- **Input records**:
▽
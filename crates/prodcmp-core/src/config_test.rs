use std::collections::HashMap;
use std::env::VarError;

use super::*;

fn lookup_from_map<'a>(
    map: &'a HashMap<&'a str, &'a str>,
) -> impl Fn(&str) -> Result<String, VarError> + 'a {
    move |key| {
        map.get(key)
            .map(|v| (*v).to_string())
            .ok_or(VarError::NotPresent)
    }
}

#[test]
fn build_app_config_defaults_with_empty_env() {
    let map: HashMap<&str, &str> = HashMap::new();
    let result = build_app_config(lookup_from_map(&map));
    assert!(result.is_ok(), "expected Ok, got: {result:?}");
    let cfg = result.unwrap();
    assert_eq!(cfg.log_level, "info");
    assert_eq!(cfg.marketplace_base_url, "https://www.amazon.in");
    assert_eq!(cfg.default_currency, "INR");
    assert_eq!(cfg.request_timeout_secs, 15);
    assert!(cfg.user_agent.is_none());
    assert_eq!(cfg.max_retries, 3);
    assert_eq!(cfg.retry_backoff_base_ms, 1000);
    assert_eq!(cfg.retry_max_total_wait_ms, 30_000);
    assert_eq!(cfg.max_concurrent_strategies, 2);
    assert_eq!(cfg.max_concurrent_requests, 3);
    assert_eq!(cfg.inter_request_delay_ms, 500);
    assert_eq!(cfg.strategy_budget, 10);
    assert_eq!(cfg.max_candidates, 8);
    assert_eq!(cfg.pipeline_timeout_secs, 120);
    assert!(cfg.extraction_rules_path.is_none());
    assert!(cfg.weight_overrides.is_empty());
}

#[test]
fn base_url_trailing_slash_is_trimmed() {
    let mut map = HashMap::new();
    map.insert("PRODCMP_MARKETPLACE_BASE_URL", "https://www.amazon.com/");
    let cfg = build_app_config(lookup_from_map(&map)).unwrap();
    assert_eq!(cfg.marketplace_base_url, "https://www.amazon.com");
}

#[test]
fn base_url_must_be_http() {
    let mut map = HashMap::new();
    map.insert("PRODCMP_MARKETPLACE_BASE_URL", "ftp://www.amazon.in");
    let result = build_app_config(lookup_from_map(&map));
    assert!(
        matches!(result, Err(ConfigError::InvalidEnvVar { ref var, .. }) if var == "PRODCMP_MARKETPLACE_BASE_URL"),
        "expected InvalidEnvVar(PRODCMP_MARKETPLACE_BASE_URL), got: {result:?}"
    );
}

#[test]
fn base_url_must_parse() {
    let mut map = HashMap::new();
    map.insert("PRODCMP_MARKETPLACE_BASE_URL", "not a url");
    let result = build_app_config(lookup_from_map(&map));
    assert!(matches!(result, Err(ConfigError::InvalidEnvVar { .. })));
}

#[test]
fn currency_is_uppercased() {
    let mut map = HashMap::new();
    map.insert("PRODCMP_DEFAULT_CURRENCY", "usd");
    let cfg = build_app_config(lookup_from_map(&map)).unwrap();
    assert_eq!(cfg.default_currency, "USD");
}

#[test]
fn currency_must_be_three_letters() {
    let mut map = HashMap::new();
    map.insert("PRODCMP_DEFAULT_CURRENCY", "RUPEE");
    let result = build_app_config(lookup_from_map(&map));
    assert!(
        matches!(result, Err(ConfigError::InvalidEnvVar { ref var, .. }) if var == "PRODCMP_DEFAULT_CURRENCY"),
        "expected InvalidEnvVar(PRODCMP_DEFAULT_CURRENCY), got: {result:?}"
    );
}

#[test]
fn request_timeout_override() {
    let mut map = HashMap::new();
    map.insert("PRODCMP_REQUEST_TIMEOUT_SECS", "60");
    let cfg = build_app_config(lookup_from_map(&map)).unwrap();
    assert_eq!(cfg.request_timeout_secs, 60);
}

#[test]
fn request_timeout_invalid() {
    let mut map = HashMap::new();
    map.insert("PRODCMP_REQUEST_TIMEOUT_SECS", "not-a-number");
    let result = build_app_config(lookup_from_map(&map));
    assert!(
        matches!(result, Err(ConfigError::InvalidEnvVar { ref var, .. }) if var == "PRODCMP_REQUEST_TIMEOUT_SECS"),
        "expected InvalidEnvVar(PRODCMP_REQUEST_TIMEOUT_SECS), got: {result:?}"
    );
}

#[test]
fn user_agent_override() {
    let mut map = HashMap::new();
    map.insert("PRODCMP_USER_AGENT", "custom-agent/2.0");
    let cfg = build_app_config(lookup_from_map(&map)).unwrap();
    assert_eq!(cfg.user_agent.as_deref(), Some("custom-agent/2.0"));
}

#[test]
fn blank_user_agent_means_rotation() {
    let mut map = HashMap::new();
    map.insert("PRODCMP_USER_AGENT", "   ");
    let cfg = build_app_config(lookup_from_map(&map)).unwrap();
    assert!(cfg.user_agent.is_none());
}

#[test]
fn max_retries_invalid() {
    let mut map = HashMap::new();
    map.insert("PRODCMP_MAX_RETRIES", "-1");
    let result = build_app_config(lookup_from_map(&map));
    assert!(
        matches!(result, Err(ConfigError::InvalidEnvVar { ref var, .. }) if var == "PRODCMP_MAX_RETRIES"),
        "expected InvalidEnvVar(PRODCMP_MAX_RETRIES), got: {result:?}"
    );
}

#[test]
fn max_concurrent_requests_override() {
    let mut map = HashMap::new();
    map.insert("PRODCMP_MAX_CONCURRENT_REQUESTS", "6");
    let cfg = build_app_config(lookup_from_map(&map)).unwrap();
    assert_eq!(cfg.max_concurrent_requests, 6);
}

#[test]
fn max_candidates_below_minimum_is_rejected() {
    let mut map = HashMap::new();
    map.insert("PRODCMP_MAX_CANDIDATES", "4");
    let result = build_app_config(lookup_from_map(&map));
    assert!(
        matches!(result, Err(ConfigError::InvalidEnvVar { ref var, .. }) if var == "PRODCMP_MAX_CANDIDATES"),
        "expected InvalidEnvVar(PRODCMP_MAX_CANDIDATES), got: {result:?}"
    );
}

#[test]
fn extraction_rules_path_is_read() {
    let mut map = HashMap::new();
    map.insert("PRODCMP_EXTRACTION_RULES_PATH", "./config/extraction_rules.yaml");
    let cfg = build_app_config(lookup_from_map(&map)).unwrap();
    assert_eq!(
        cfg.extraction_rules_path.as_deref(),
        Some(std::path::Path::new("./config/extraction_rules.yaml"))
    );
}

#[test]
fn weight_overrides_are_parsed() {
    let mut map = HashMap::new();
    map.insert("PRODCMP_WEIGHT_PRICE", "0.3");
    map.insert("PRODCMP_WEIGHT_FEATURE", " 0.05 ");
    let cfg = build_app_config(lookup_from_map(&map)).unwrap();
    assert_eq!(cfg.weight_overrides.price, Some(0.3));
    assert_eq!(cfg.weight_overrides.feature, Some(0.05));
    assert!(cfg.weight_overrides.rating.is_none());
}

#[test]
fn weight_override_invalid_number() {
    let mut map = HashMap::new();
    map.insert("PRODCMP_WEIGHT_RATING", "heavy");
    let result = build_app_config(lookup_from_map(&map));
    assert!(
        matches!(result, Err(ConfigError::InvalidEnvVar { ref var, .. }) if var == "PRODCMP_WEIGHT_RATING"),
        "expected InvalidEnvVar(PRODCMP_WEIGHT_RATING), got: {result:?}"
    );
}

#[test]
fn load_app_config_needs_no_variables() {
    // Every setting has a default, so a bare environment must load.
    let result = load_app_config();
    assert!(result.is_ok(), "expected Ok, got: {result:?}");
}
△
For this exercise, repeat exactly the lines of the data above from the one with "assert_eq!(cfg.request_timeout_secs, 15);" down to the one with "assert_eq!(cfg.strategy_budget, 10);", both end lines included.

    assert_eq!(cfg.request_timeout_secs, 15);
    assert!(cfg.user_agent.is_none());
    assert_eq!(cfg.max_retries, 3);
    assert_eq!(cfg.retry_backoff_base_ms, 1000);
    assert_eq!(cfg.retry_max_total_wait_ms, 30_000);
    assert_eq!(cfg.max_concurrent_strategies, 2);
    assert_eq!(cfg.max_concurrent_requests, 3);
    assert_eq!(cfg.inter_request_delay_ms, 500);
    assert_eq!(cfg.strategy_budget, 10);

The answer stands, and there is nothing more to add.